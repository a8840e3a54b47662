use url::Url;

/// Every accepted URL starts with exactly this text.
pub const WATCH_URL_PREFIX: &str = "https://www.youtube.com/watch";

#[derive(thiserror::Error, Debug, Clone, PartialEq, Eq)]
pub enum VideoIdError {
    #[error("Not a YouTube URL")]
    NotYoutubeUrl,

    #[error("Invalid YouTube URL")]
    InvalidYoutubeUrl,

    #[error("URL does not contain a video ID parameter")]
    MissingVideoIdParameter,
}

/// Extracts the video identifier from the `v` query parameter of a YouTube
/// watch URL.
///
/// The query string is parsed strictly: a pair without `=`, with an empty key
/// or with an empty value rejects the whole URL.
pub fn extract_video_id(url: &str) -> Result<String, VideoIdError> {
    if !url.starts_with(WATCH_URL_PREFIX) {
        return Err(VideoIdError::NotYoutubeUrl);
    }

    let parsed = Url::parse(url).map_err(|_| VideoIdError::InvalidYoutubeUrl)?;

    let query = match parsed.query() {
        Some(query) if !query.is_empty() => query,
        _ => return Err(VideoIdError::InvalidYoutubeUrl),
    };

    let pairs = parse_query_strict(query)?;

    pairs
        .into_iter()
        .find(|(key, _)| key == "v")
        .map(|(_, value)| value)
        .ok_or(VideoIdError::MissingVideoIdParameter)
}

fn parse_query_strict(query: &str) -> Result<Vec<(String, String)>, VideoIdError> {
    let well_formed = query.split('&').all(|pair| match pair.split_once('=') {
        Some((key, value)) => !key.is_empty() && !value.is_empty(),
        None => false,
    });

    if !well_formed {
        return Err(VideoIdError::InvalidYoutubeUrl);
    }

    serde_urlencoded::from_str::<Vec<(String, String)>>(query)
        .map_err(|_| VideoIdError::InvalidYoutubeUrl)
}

##############################

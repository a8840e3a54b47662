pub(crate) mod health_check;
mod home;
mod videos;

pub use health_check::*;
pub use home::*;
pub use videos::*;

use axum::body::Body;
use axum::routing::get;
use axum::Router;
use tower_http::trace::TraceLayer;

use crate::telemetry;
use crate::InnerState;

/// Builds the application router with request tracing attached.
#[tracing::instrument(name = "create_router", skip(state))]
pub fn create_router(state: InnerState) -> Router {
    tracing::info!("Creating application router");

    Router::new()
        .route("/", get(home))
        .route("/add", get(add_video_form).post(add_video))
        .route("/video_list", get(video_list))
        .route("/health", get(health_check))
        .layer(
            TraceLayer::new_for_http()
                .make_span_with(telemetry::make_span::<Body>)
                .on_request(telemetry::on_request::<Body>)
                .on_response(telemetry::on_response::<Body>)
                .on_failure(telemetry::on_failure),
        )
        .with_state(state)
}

##############################

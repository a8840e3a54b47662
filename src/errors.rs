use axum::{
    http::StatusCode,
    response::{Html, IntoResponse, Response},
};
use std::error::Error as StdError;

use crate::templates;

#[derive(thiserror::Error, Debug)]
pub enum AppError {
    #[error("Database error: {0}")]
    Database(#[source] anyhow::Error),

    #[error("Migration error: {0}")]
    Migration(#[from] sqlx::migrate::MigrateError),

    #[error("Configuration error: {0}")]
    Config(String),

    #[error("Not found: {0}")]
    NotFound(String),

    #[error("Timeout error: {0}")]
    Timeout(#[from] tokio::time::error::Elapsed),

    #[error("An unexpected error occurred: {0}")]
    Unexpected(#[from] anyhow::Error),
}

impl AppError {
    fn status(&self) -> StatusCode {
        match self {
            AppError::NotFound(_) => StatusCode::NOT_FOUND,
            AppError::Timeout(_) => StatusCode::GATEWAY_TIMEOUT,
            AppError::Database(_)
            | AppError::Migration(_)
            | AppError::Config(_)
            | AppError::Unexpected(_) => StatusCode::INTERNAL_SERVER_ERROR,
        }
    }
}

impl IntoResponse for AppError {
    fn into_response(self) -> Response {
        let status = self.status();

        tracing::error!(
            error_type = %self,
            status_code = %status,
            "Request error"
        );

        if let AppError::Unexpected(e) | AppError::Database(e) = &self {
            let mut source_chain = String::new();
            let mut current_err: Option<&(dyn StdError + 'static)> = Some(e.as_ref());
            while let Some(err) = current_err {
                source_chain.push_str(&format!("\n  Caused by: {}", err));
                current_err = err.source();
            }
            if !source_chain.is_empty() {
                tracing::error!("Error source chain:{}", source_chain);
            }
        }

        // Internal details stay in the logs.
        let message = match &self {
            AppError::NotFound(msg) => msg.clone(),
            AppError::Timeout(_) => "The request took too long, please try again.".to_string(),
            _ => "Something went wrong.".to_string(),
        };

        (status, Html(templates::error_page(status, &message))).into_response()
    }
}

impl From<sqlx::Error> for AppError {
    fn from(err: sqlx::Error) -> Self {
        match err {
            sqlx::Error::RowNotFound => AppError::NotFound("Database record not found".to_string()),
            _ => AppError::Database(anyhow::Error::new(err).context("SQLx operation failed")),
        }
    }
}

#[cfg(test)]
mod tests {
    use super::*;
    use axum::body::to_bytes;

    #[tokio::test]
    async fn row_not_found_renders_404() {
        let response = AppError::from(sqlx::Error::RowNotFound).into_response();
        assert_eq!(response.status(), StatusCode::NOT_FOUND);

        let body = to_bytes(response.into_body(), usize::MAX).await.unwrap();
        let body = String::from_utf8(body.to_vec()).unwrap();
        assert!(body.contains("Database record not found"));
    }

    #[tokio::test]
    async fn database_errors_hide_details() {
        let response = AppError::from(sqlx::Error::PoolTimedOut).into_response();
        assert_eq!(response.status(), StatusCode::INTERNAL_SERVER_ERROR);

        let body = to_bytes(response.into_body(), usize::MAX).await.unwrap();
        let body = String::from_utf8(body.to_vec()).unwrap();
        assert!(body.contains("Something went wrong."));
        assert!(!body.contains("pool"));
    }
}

##############################

Please find the lines in the data that contain the word "impl" and copy them.

impl AppError {
impl IntoResponse for AppError {
impl From<sqlx::Error> for AppError {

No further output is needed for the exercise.